Stressing the need to identify the virus as Zika causes developmental disorders in new-borns, he adds, "But it's important to know whether it's Zika, especially if the patient is a pregnant woman, because the consequences to a developing foetus are really severe."
Zika virus infections are currently detected through polymerase chain reaction (PCR) tests performed in laboratory, which can amplify the genetic material of the virus, allowing scientists to detect it. Although the laboratory-based methods are rapid, simple, accurate, and sensitive, it often require trained personnel and involve complex procedures.
Here, the researchers used Loop-Mediated Isothermal Amplification to detect the virus in the blood samples using an approach suitable for remote testing. While PCR requires 20-40 repeated temperature shifts to amplify the genetic material, LAMP only requires one temperature - 65°C - making it easier to control.
PCR tests are very sensitive to the presence of contaminants, especially the other components in a blood sample.
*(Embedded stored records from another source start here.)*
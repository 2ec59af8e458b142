//! worldvault_init - One-time database initialization tool
//!
//! Creates a fresh grouping database with the default world group, and
//! optionally a starter settings file.

use std::path::PathBuf;

use anyhow::Result;
use clap::Parser;
use tracing_subscriber::{layer::SubscriberExt, util::SubscriberInitExt};

/// worldvault database initialization tool
#[derive(Parser, Debug)]
#[command(
    name = "worldvault_init",
    version,
    about = "Initialize a new worldvault database"
)]
struct Args {
    /// Path to SQLite database file to create (must not exist)
    #[arg(short, long)]
    database: PathBuf,

    /// Also write a starter settings file at this path (must not exist)
    #[arg(short, long)]
    settings: Option<PathBuf>,
}

#[tokio::main]
async fn main() -> Result<()> {
    // Initialize tracing
    tracing_subscriber::registry()
        .with(
            tracing_subscriber::EnvFilter::try_from_default_env()
                .unwrap_or_else(|_| "worldvault=info".into()),
        )
        .with(tracing_subscriber::fmt::layer())
        .init();

    // Parse CLI arguments
    let args = Args::parse();

    worldvault::init::init_database(&args.database).await?;

    if let Some(settings) = &args.settings {
        worldvault::init::write_starter_settings(settings)?;
    }

    Ok(())
}
//! Course pricing rules.

use std::str::FromStr;

use rust_decimal::{Decimal, RoundingStrategy};
use rust_decimal::prelude::ToPrimitive;

/// Image used when a course is created without one.
pub const DEFAULT_COURSE_IMAGE: &str = "/uploads/course.png";

/// Largest amount a `numeric(10,2)` column holds.
fn max_price() -> Decimal {
    Decimal::new(99_999_999_99, 2)
}

#[derive(Debug, Clone, PartialEq, Eq, thiserror::Error)]
pub enum PriceError {
    #[error("price must be a number")]
    NotANumber,
    #[error("price cannot be negative")]
    Negative,
    #[error("price is too large")]
    TooLarge,
}

/// Parse a user-supplied price into a non-negative amount with at most two
/// fractional digits (extra digits are rounded half away from zero).
pub fn parse_price(raw: &str) -> Result<Decimal, PriceError> {
    let value = Decimal::from_str(raw.trim()).map_err(|_| PriceError::NotANumber)?;
    if value.is_sign_negative() && !value.is_zero() {
        return Err(PriceError::Negative);
    }
    let value = value.round_dp_with_strategy(2, RoundingStrategy::MidpointAwayFromZero);
    if value > max_price() {
        return Err(PriceError::TooLarge);
    }
    Ok(value.abs())
}

/// A course is paid whenever its price is above zero.
pub fn is_paid(price: Decimal) -> bool {
    price > Decimal::ZERO
}

/// Price in minor currency units (cents), as the payment provider expects.
pub fn minor_units(price: Decimal) -> Option<i64> {
    (price * Decimal::ONE_HUNDRED).round().to_i64()
}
As a result, the sample is first purified before it can be used. Whereas, LAMP does not require any such purification step.
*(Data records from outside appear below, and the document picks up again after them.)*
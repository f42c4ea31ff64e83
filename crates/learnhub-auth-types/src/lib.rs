//! Session types shared by the Learnhub HTTP surface.
//!
//! Provides session JWT issue/validation, cookie builders, and the `Session` extractor.

pub mod cookie;
pub mod identity;
pub mod token;
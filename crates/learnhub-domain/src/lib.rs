//! Domain types shared across Learnhub crates.
//!
//! This crate contains only pure types and rules with no framework dependencies.
//! Import in `usecase/` and `domain/` layers; handlers only touch it for parsing.

pub mod course;
pub mod lecture;
pub mod order;
pub mod pagination;
pub mod review;
pub mod user;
A cartridge that contains reagents required to detect the virus is inserted into the instrument to perform the test, while the instrument is clipped onto a smartphone. Once the patient adds a drop of blood, one set of chemicals break open the viruses and the blood cells within five minutes. A heater below the cartridge heats it up to 65 °C.
A second set of chemicals then amplifies the viral genetic material, and the liquid inside the cartridge fluoresces bright green if the blood sample contains the Zika virus. The entire process takes 25 minutes.
"We've designed a clip-on device so that the smartphone's rear camera is looking at the cartridge while the amplification occurs. When there's a positive reaction, you see little green blooms of fluorescence that eventually fill up the entire cartridge with green light," Cunningham said.
The researchers are now developing similar devices to simultaneously detect other mosquito-borne viruses and are working on making the devices even smaller.